> Work task: Once you find the line with "pub const DOWNLOAD_PREFIX: &str" in the data that follows, repeat it and every line after it exactly, through the line with "Last modification time.".

Excerpted records below:

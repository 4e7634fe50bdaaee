//! Web server for Filedrop.

use std::net::SocketAddr;
use std::path::PathBuf;
use std::sync::Arc;

use axum::Router;
use tokio::net::TcpListener;

use crate::config::Config;
use crate::file::FileStore;
use crate::Result;

use super::handlers::AppState;
use super::router::{
    create_health_router, create_openapi_router, create_router, create_static_router,
};

/// Web server for the API and front end.
pub struct WebServer {
    /// Server address.
    addr: SocketAddr,
    /// Application state.
    app_state: Arc<AppState>,
    /// Directory served under `/static`.
    static_dir: PathBuf,
}

impl WebServer {
    /// Create a new web server.
    ///
    /// Opens (and if needed creates) the upload and static directories.
    pub async fn new(config: &Config) -> Result<Self> {
        let addr = config.listen_addr()?;

        let store = FileStore::open(&config.storage.upload_dir).await?;
        tracing::info!("Upload directory: {}", store.root().display());

        let static_dir = PathBuf::from(&config.storage.static_dir);
        tokio::fs::create_dir_all(&static_dir).await?;
        tracing::info!("Static directory: {}", static_dir.display());

        Ok(Self {
            addr,
            app_state: Arc::new(AppState::new(store)),
            static_dir,
        })
    }

    /// Get the server address.
    pub fn addr(&self) -> SocketAddr {
        self.addr
    }

    fn router(&self) -> Router {
        create_router(self.app_state.clone())
            .merge(create_static_router(&self.static_dir))
            .merge(create_health_router())
            .merge(create_openapi_router())
    }

    /// Run the web server until Ctrl-C.
    pub async fn run(self) -> std::result::Result<(), std::io::Error> {
        let router = self.router();

        let listener = TcpListener::bind(self.addr).await?;
        let local_addr = listener.local_addr()?;

        tracing::info!("Web server listening on http://{}", local_addr);

        axum::serve(listener, router)
            .with_graceful_shutdown(shutdown_signal())
            .await
    }

    /// Run the server and return the actual bound address.
    ///
    /// This is useful for testing when binding to port 0.
    pub async fn run_with_addr(self) -> std::result::Result<SocketAddr, std::io::Error> {
        let router = self.router();

        let listener = TcpListener::bind(self.addr).await?;
        let local_addr = listener.local_addr()?;

        tracing::info!("Web server listening on http://{}", local_addr);

        tokio::spawn(async move {
            if let Err(e) = axum::serve(listener, router).await {
                tracing::error!("Web server error: {}", e);
            }
        });

        Ok(local_addr)
    }
}

async fn shutdown_signal() {
    if let Err(e) = tokio::signal::ctrl_c().await {
        tracing::error!("Failed to listen for shutdown signal: {}", e);
        std::future::pending::<()>().await;
    }
    tracing::info!("Shutting down");
}
//! File handlers for the HTTP API.

use axum::{
    body::Body,
    extract::{multipart::MultipartRejection, Multipart, Path, State},
    http::header,
    response::Response,
    Json,
};
use std::sync::Arc;
use tokio_util::io::ReaderStream;

use crate::file::FileRecord;
use crate::web::dto::UploadResponse;
use crate::web::error::ApiError;
use crate::web::handlers::AppState;
use crate::FiledropError;

/// Multipart field carrying the uploaded file.
pub const FILE_FIELD: &str = "file";

/// Generate a safe Content-Disposition header value for file downloads.
///
/// Plain ASCII names are quoted as-is. Anything else gets an ASCII
/// fallback with quotes and backslashes replaced, plus an RFC 5987
/// `filename*` parameter carrying the exact UTF-8 name.
fn content_disposition_header(filename: &str) -> String {
    // For ASCII-only filenames, use simple format
    if filename.is_ascii() && !filename.chars().any(|c| c.is_control() || c == '"' || c == '\\') {
        return format!("attachment; filename=\"{}\"", filename);
    }

    // ASCII fallback for the basic filename parameter
    let fallback: String = filename
        .chars()
        .filter(|c| !c.is_control()) // Remove control characters (CR, LF, etc.)
        .map(|c| match c {
            '"' | '\\' => '_',         // Replace quotes and backslashes
            c if !c.is_ascii() => '_', // Replace non-ASCII characters
            _ => c,
        })
        .collect();

    // RFC 5987 filename* parameter with UTF-8 encoding
    let encoded = urlencoding::encode(filename);

    format!(
        "attachment; filename=\"{}\"; filename*=UTF-8''{}",
        fallback, encoded
    )
}

/// POST /upload - Upload a file.
///
/// Request body: multipart/form-data with a `file` part. The part is
/// streamed to disk chunk by chunk; other fields are skipped.
#[utoipa::path(
    post,
    path = "/upload",
    tag = "files",
    responses(
        (status = 200, description = "File uploaded", body = UploadResponse),
        (status = 400, description = "Malformed form, missing file part, or invalid filename"),
        (status = 405, description = "Method not allowed"),
        (status = 500, description = "Upload could not be read or written")
    )
)]
pub async fn upload_file(
    State(state): State<Arc<AppState>>,
    multipart: Result<Multipart, MultipartRejection>,
) -> Result<Json<UploadResponse>, ApiError> {
    let mut multipart = multipart.map_err(|e| {
        tracing::error!("Rejected multipart request: {}", e);
        ApiError::bad_request("Failed to parse multipart form")
    })?;

    while let Some(mut field) = multipart.next_field().await.map_err(|e| {
        tracing::error!("Failed to read multipart field: {}", e);
        ApiError::bad_request("Failed to parse multipart form")
    })? {
        if field.name() != Some(FILE_FIELD) {
            continue;
        }

        let raw_name = field
            .file_name()
            .map(str::to_string)
            .ok_or_else(|| ApiError::bad_request("Failed to get file from form"))?;

        let mut pending = state
            .store
            .begin_upload(&raw_name)
            .await
            .map_err(|e| match e {
                FiledropError::InvalidFilename(_) => ApiError::from(e),
                e => {
                    tracing::error!("Failed to create destination file: {}", e);
                    ApiError::internal("Failed to create destination file")
                }
            })?;

        loop {
            let chunk = match field.chunk().await {
                Ok(Some(chunk)) => chunk,
                Ok(None) => break,
                Err(e) => {
                    tracing::error!(filename = pending.name(), "Failed to read upload: {}", e);
                    pending.abort().await;
                    return Err(ApiError::internal("Failed to read file"));
                }
            };

            if let Err(e) = pending.write_chunk(&chunk).await {
                tracing::error!(filename = pending.name(), "Failed to write upload: {}", e);
                pending.abort().await;
                return Err(ApiError::internal("Failed to save file"));
            }
        }

        let filename = pending.name().to_string();
        let size = pending.commit().await.map_err(|e| {
            tracing::error!(filename = %filename, "Failed to save file: {}", e);
            ApiError::internal("Failed to save file")
        })?;

        tracing::info!(filename = %filename, size, "File uploaded successfully");

        return Ok(Json(UploadResponse::new(filename, size)));
    }

    Err(ApiError::bad_request("Failed to get file from form"))
}

/// GET /files - List uploaded files.
///
/// Order is directory enumeration order; clients sort as they see fit.
#[utoipa::path(
    get,
    path = "/files",
    tag = "files",
    responses(
        (status = 200, description = "Uploaded files", body = Vec<FileRecord>),
        (status = 405, description = "Method not allowed"),
        (status = 500, description = "Upload directory unreadable")
    )
)]
pub async fn list_files(
    State(state): State<Arc<AppState>>,
) -> Result<Json<Vec<FileRecord>>, ApiError> {
    let records = state.store.list().await.map_err(|e| {
        tracing::error!("Failed to read upload directory: {}", e);
        ApiError::internal("Failed to read upload directory")
    })?;

    Ok(Json(records))
}

/// Optional path extractor for `download_file`; aliased so `utoipa::path`
/// does not try to infer params from the `Option<Path<_>>` argument.
type OptionalPath = Option<Path<String>>;

/// GET /download/{filename} - Download a file.
///
/// Always served as `application/octet-stream` with an attachment
/// disposition, whatever the file's actual type.
#[utoipa::path(
    get,
    path = "/download/{filename}",
    tag = "files",
    params(
        ("filename" = String, Path, description = "Stored filename")
    ),
    responses(
        (status = 200, description = "File content", content_type = "application/octet-stream"),
        (status = 400, description = "Invalid filename"),
        (status = 404, description = "File not found"),
        (status = 405, description = "Method not allowed")
    )
)]
pub async fn download_file(
    State(state): State<Arc<AppState>>,
    filename: OptionalPath,
) -> Result<Response<Body>, ApiError> {
    // `/download/` carries no name; the sanitizer rejects it as empty.
    let filename = filename.map(|Path(name)| name).unwrap_or_default();
    let stored = state.store.open_file(&filename).await?;
    let size = stored.metadata.len();

    tracing::debug!(filename = %stored.name, size, "Serving download");

    let response = Response::builder()
        .header(header::CONTENT_TYPE, "application/octet-stream")
        .header(
            header::CONTENT_DISPOSITION,
            content_disposition_header(&stored.name),
        )
        .header(header::CONTENT_LENGTH, size)
        .body(Body::from_stream(ReaderStream::new(stored.file)))
        .map_err(|e| {
            tracing::error!("Failed to build response: {}", e);
            ApiError::internal("Failed to build response")
        })?;

    Ok(response)
}
//! Front page handler.

use axum::response::Html;

/// Page shell. The file list is filled in client-side from `/files`.
const INDEX_HTML: &str = include_str!("../../../assets/index.html");

/// GET / - Upload page.
#[utoipa::path(
    get,
    path = "/",
    tag = "page",
    responses(
        (status = 200, description = "Upload page", content_type = "text/html")
    )
)]
pub async fn index_page() -> Html<&'static str> {
    Html(INDEX_HTML)
}
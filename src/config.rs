//! Configuration module for Filedrop.

use serde::Deserialize;
use std::net::SocketAddr;
use std::path::Path;

use crate::{FiledropError, Result};

/// Server configuration.
#[derive(Debug, Clone, Deserialize)]
pub struct ServerConfig {
    /// Host address to bind.
    #[serde(default = "default_host")]
    pub host: String,
    /// Port number to listen on.
    #[serde(default = "default_port")]
    pub port: u16,
}

fn default_host() -> String {
    "0.0.0.0".to_string()
}

fn default_port() -> u16 {
    8080
}

impl Default for ServerConfig {
    fn default() -> Self {
        Self {
            host: default_host(),
            port: default_port(),
        }
    }
}

/// Storage configuration.
#[derive(Debug, Clone, Deserialize)]
pub struct StorageConfig {
    /// Directory where uploaded files are kept.
    #[serde(default = "default_upload_dir")]
    pub upload_dir: String,
    /// Directory served under `/static`.
    #[serde(default = "default_static_dir")]
    pub static_dir: String,
}

fn default_upload_dir() -> String {
    "./uploaded".to_string()
}

fn default_static_dir() -> String {
    "./static".to_string()
}

impl Default for StorageConfig {
    fn default() -> Self {
        Self {
            upload_dir: default_upload_dir(),
            static_dir: default_static_dir(),
        }
    }
}

/// Logging configuration.
#[derive(Debug, Clone, Deserialize)]
pub struct LoggingConfig {
    /// Log level (trace, debug, info, warn, error).
    #[serde(default = "default_log_level")]
    pub level: String,
    /// Optional log file, written in addition to stdout.
    #[serde(default)]
    pub file: Option<String>,
}

fn default_log_level() -> String {
    "info".to_string()
}

impl Default for LoggingConfig {
    fn default() -> Self {
        Self {
            level: default_log_level(),
            file: None,
        }
    }
}

/// Main configuration structure.
#[derive(Debug, Clone, Deserialize, Default)]
pub struct Config {
    /// Server configuration.
    #[serde(default)]
    pub server: ServerConfig,
    /// Storage configuration.
    #[serde(default)]
    pub storage: StorageConfig,
    /// Logging configuration.
    #[serde(default)]
    pub logging: LoggingConfig,
}

impl Config {
    /// Load configuration from a TOML file.
    pub fn load<P: AsRef<Path>>(path: P) -> Result<Self> {
        let content = std::fs::read_to_string(path.as_ref()).map_err(FiledropError::Io)?;
        Self::parse(&content)
    }

    /// Load configuration from a TOML file and apply environment variable overrides.
    pub fn load_with_env<P: AsRef<Path>>(path: P) -> Result<Self> {
        let mut config = Self::load(path)?;
        config.apply_env_overrides();
        Ok(config)
    }

    /// Parse configuration from a TOML string.
    pub fn parse(s: &str) -> Result<Self> {
        toml::from_str(s).map_err(|e| FiledropError::Config(format!("parse error: {e}")))
    }

    /// Apply environment variable overrides to the configuration.
    ///
    /// Supported environment variables:
    /// - `FILEDROP_HOST`
    /// - `FILEDROP_PORT`
    /// - `FILEDROP_UPLOAD_DIR`
    /// - `FILEDROP_STATIC_DIR`
    /// - `FILEDROP_LOG_LEVEL`
    pub fn apply_env_overrides(&mut self) {
        self.apply_overrides(|key| std::env::var(key).ok());
    }

    fn apply_overrides(&mut self, lookup: impl Fn(&str) -> Option<String>) {
        let get = |key: &str| lookup(key).filter(|v| !v.is_empty());

        if let Some(host) = get("FILEDROP_HOST") {
            self.server.host = host;
        }
        if let Some(port) = get("FILEDROP_PORT") {
            match port.parse() {
                Ok(port) => self.server.port = port,
                Err(_) => eprintln!("Ignoring invalid FILEDROP_PORT: {port}"),
            }
        }
        if let Some(dir) = get("FILEDROP_UPLOAD_DIR") {
            self.storage.upload_dir = dir;
        }
        if let Some(dir) = get("FILEDROP_STATIC_DIR") {
            self.storage.static_dir = dir;
        }
        if let Some(level) = get("FILEDROP_LOG_LEVEL") {
            self.logging.level = level;
        }
    }

    /// Address the HTTP server binds to.
    pub fn listen_addr(&self) -> Result<SocketAddr> {
        format!("{}:{}", self.server.host, self.server.port)
            .parse()
            .map_err(|e| {
                FiledropError::Config(format!(
                    "invalid listen address {}:{}: {e}",
                    self.server.host, self.server.port
                ))
            })
    }

    /// Validate the configuration.
    ///
    /// Returns an error if:
    /// - either storage directory is empty
    /// - host and port do not form a socket address
    pub fn validate(&self) -> Result<()> {
        if self.storage.upload_dir.trim().is_empty() {
            return Err(FiledropError::Config("upload_dir is empty".to_string()));
        }
        if self.storage.static_dir.trim().is_empty() {
            return Err(FiledropError::Config("static_dir is empty".to_string()));
        }
        self.listen_addr()?;
        Ok(())
    }
}
//! OpenAPI description of the HTTP API.

use utoipa::OpenApi;

use super::dto::UploadResponse;
use super::handlers::{file, page};
use crate::file::FileRecord;

/// OpenAPI document for the four endpoints.
#[derive(OpenApi)]
#[openapi(
    info(title = "Filedrop", description = "File upload and download API"),
    paths(
        page::index_page,
        file::upload_file,
        file::list_files,
        file::download_file
    ),
    components(schemas(FileRecord, UploadResponse)),
    tags(
        (name = "files", description = "Upload, list and download files"),
        (name = "page", description = "Browser front end")
    )
)]
pub struct ApiDoc;
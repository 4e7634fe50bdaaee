//! API error handling for the Filedrop HTTP API.

use axum::{
    http::StatusCode,
    response::{IntoResponse, Response},
    Json,
};
use serde::Serialize;

use crate::FiledropError;

/// API error codes.
#[derive(Debug, Clone, Copy, PartialEq, Eq, Serialize)]
#[serde(rename_all = "SCREAMING_SNAKE_CASE")]
pub enum ErrorCode {
    /// Bad request (400).
    BadRequest,
    /// Not found (404).
    NotFound,
    /// Method not allowed (405).
    MethodNotAllowed,
    /// Internal server error (500).
    InternalError,
}

impl ErrorCode {
    /// Get the HTTP status code for this error.
    pub fn status_code(&self) -> StatusCode {
        match self {
            ErrorCode::BadRequest => StatusCode::BAD_REQUEST,
            ErrorCode::NotFound => StatusCode::NOT_FOUND,
            ErrorCode::MethodNotAllowed => StatusCode::METHOD_NOT_ALLOWED,
            ErrorCode::InternalError => StatusCode::INTERNAL_SERVER_ERROR,
        }
    }
}

/// API error response body.
#[derive(Debug, Serialize)]
pub struct ErrorBody {
    /// Error details.
    pub error: ErrorDetail,
}

/// Error detail.
#[derive(Debug, Serialize)]
pub struct ErrorDetail {
    /// Error code.
    pub code: ErrorCode,
    /// Human-readable message.
    pub message: String,
}

/// API error type.
#[derive(Debug)]
pub struct ApiError {
    code: ErrorCode,
    message: String,
}

impl ApiError {
    /// Create a new API error.
    pub fn new(code: ErrorCode, message: impl Into<String>) -> Self {
        Self {
            code,
            message: message.into(),
        }
    }

    /// Create a bad request error.
    pub fn bad_request(message: impl Into<String>) -> Self {
        Self::new(ErrorCode::BadRequest, message)
    }

    /// Create a not found error.
    pub fn not_found(message: impl Into<String>) -> Self {
        Self::new(ErrorCode::NotFound, message)
    }

    /// Create a method not allowed error.
    pub fn method_not_allowed() -> Self {
        Self::new(ErrorCode::MethodNotAllowed, "Method not allowed")
    }

    /// Create an internal server error.
    pub fn internal(message: impl Into<String>) -> Self {
        Self::new(ErrorCode::InternalError, message)
    }

    /// Error code.
    pub fn code(&self) -> ErrorCode {
        self.code
    }

    /// Human-readable message.
    pub fn message(&self) -> &str {
        &self.message
    }
}

impl IntoResponse for ApiError {
    fn into_response(self) -> Response {
        let status = self.code.status_code();
        let body = ErrorBody {
            error: ErrorDetail {
                code: self.code,
                message: self.message,
            },
        };
        (status, Json(body)).into_response()
    }
}

impl std::fmt::Display for ApiError {
    fn fmt(&self, f: &mut std::fmt::Formatter<'_>) -> std::fmt::Result {
        write!(f, "{:?}: {}", self.code, self.message)
    }
}

impl std::error::Error for ApiError {}

impl From<FiledropError> for ApiError {
    fn from(err: FiledropError) -> Self {
        match &err {
            FiledropError::InvalidFilename(e) => {
                ApiError::bad_request(format!("Invalid filename: {e}"))
            }
            FiledropError::Validation(msg) => ApiError::bad_request(msg.clone()),
            FiledropError::NotFound(_) => ApiError::not_found("File not found"),
            _ => {
                tracing::error!("Internal error: {}", err);
                ApiError::internal("An internal error occurred")
            }
        }
    }
}

/// Fallback for routes hit with a method they do not serve.
pub async fn method_not_allowed() -> ApiError {
    ApiError::method_not_allowed()
}

/// Fallback for paths no route matches.
pub async fn not_found() -> ApiError {
    ApiError::not_found("Not found")
}
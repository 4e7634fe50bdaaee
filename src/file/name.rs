//! Filename sanitization for Filedrop.
//!
//! Both the upload and the download path resolve client-supplied names
//! through [`sanitize_filename`], so a name accepted on upload is always
//! reachable on download and nothing can address a path outside the store.

use thiserror::Error;

use super::STAGING_DIR;

/// Reasons a client-supplied filename is rejected.
#[derive(Error, Debug, Clone, PartialEq, Eq)]
pub enum FilenameError {
    /// Nothing left after taking the final path component.
    #[error("filename is empty")]
    Empty,

    /// The final path component is `.`.
    #[error("filename must not be '.'")]
    CurrentDir,

    /// Some path component is `..`.
    #[error("filename must not contain '..' components")]
    Traversal,

    /// NUL or another control character.
    #[error("filename contains control characters")]
    ControlChars,

    /// Collides with the store's internal staging directory.
    #[error("filename is reserved")]
    Reserved,
}

/// Reduce a client-supplied name to a single safe path component.
///
/// Both `/` and `\` count as separators, since browsers on Windows may
/// submit the full client-side path.
pub fn sanitize_filename(raw: &str) -> Result<String, FilenameError> {
    if raw.chars().any(|c| c.is_control()) {
        return Err(FilenameError::ControlChars);
    }

    if raw.split(['/', '\\']).any(|c| c == "..") {
        return Err(FilenameError::Traversal);
    }

    let last = raw.rsplit(['/', '\\']).next().unwrap_or("");
    match last {
        "" => Err(FilenameError::Empty),
        "." => Err(FilenameError::CurrentDir),
        STAGING_DIR => Err(FilenameError::Reserved),
        name => Ok(name.to_string()),
    }
}
//! Uploaded file records.

use std::fs::Metadata;

use chrono::{DateTime, Utc};
use serde::Serialize;
use utoipa::ToSchema;

/// URL prefix under which stored files are downloadable.
pub const DOWNLOAD_PREFIX: &str = "/download/";

/// A listing entry, derived live from a stat of the stored file.
#[derive(Debug, Clone, PartialEq, Eq, Serialize, ToSchema)]
#[serde(rename_all = "camelCase")]
pub struct FileRecord {
    /// Directory entry name.
    pub name: String,
    /// Size in bytes.
    pub size: u64,
    /// Last modification time.
    pub mod_time: DateTime<Utc>,
    /// Link that downloads this file.
    pub download_url: String,
}

impl FileRecord {
    /// Build a record from a directory entry name and its metadata.
    pub fn from_metadata(name: impl Into<String>, metadata: &Metadata) -> Self {
        let name = name.into();
        // Platforms without mtime support report the epoch.
        let mod_time = metadata
            .modified()
            .map(DateTime::<Utc>::from)
            .unwrap_or_default();

        Self {
            download_url: download_url(&name),
            size: metadata.len(),
            mod_time,
            name,
        }
    }
}

/// Download link for a stored filename.
pub fn download_url(name: &str) -> String {
    format!("{DOWNLOAD_PREFIX}{}", urlencoding::encode(name))
}
//! Table configuration.
//!
//! Hosts describe a table with a `GameConfig`: the seat labels in seating
//! order and, optionally, a fixed shuffle seed. Variant-specific knobs live on
//! the variant's builder.

use serde::{Deserialize, Serialize};

use crate::error::ConfigError;

/// Configuration shared by every variant.
#[derive(Clone, Debug, Default, PartialEq, Eq, Serialize, Deserialize)]
pub struct GameConfig {
    /// Opaque seat labels. Position is the stable `PlayerId`.
    pub players: Vec<String>,

    /// Shuffle seed. `None` draws one from process entropy.
    #[serde(default)]
    pub seed: Option<u64>,
}

impl GameConfig {
    /// Create a configuration for the given seat labels.
    pub fn new<I, S>(players: I) -> Self
    where
        I: IntoIterator<Item = S>,
        S: Into<String>,
    {
        Self {
            players: players.into_iter().map(Into::into).collect(),
            seed: None,
        }
    }

    /// Fix the shuffle seed.
    #[must_use]
    pub fn with_seed(mut self, seed: u64) -> Self {
        self.seed = Some(seed);
        self
    }

    /// Get player count.
    #[must_use]
    pub fn player_count(&self) -> usize {
        self.players.len()
    }

    /// Check that the table can be dealt at all.
    ///
    /// Round-robin dealing needs at least one seat, and seats are addressed by
    /// a `u8`. Nothing else about the labels is checked.
    pub fn validate(&self) -> Result<(), ConfigError> {
        match self.players.len() {
            0 => Err(ConfigError::NoPlayers),
            n if n > 255 => Err(ConfigError::TooManyPlayers(n)),
            _ => Ok(()),
        }
    }
}
//! Card primitives shared by every variant.
//!
//! - `Card`: immutable rank/suit value
//! - `Deck`: persistent card sequence, plus canonical deck construction and
//!   shuffling

pub mod card;
pub mod deck;

pub use card::{Card, Suit};
pub use deck::{full_deck, shuffle, Deck, DECK_SIZE};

End of Excerpted records.

> Output of the task:
pub const DOWNLOAD_PREFIX: &str = "/download/";

/// A listing entry, derived live from a stat of the stored file.
#[derive(Debug, Clone, PartialEq, Eq, Serialize, ToSchema)]
#[serde(rename_all = "camelCase")]
pub struct FileRecord {
    /// Directory entry name.
    pub name: String,
    /// Size in bytes.
    pub size: u64,
    /// Last modification time.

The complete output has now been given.